INSTRUCTIONS TO FOLLOW. Go through the lines below and copy any that hold the string "GeneRecord".

INPUT DATA.
┌──
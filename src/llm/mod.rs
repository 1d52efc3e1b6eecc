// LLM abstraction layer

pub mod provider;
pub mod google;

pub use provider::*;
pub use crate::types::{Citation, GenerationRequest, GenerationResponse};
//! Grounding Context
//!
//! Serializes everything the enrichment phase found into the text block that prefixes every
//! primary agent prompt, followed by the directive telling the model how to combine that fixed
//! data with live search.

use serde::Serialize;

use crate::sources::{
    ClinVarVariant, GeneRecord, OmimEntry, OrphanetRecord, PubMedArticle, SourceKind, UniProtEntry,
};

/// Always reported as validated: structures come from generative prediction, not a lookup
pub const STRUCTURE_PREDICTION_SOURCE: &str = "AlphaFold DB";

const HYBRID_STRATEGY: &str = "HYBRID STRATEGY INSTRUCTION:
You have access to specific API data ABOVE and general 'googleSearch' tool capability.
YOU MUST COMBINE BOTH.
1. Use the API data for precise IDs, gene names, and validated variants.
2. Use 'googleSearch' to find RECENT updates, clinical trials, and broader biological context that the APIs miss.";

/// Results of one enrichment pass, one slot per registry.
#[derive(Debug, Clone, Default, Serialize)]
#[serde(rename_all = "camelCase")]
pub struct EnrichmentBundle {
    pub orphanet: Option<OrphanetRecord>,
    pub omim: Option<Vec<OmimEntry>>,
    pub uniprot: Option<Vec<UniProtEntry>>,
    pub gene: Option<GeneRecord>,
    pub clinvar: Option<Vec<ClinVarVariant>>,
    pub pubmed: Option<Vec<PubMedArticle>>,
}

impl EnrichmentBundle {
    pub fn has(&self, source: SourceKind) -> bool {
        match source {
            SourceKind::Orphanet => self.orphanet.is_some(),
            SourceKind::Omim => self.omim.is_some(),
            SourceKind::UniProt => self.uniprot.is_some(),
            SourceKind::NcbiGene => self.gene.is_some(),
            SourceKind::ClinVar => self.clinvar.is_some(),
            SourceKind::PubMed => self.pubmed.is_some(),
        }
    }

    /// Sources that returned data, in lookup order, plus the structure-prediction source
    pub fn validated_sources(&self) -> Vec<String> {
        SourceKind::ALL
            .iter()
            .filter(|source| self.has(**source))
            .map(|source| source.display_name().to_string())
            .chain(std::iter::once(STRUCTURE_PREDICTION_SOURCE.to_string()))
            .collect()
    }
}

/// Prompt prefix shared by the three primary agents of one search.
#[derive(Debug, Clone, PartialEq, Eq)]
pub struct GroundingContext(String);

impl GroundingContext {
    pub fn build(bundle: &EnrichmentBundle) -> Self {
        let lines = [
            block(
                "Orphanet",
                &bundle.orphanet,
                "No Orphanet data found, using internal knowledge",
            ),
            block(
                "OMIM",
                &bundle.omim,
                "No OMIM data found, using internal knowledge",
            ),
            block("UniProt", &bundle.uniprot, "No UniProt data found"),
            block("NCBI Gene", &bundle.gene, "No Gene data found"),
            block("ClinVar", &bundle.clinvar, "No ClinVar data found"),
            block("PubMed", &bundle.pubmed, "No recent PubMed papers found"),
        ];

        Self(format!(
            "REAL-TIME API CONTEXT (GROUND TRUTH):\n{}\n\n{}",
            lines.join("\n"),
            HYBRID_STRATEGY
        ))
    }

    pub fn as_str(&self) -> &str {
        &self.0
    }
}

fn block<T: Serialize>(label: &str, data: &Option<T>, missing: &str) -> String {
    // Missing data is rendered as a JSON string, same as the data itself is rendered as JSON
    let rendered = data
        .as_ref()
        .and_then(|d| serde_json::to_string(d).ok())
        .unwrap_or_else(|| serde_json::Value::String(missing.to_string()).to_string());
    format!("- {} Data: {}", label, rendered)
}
└──
SOLUTION TO THE EXERCISE.
    ClinVarVariant, GeneRecord, OmimEntry, OrphanetRecord, PubMedArticle, SourceKind, UniProtEntry,
    pub gene: Option<GeneRecord>,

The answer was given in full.